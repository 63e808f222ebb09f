use thiserror::Error;

#[derive(Error, Debug)]
pub enum BotError {
    #[error("Config error: {0}")]
    ConfigError(#[from] std::io::Error),
    #[error("Parsing error: {0}")]
    ParsingError(#[from] toml::de::Error),
    #[error("Batch file error: {0}")]
    BatchError(#[from] csv::Error),
}

/// Reasons a price ladder cannot be built from the given bounds and step.
#[derive(Error, Debug, Clone, PartialEq)]
pub enum LadderError {
    #[error("Ladder bounds must be finite (lower {lower}, upper {upper})")]
    NonFiniteBounds { lower: f64, upper: f64 },
    #[error("Step percent {0} must be a positive, finite number")]
    InvalidStep(f64),
    #[error("Lower limit {0} must be positive for a geometric ladder")]
    NonPositiveBase(f64),
    #[error("Ladder would exceed {max} levels")]
    TooManyLevels { max: usize },
}

/// Why a form value could not be used as a number.
#[derive(Error, Debug, Clone, Copy, PartialEq, Eq)]
pub enum NumberParseError {
    #[error("value is blank")]
    Blank,
    #[error("value is not a number")]
    Malformed,
    #[error("value is not a finite number")]
    NonFinite,
}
========================================================================
**Try it**
Scan the listing for "must" and copy out each line that has it.

**Answer to this problem**
    #[error("Ladder bounds must be finite (lower {lower}, upper {upper})")]
    #[error("Step percent {0} must be a positive, finite number")]
    #[error("Lower limit {0} must be positive for a geometric ladder")]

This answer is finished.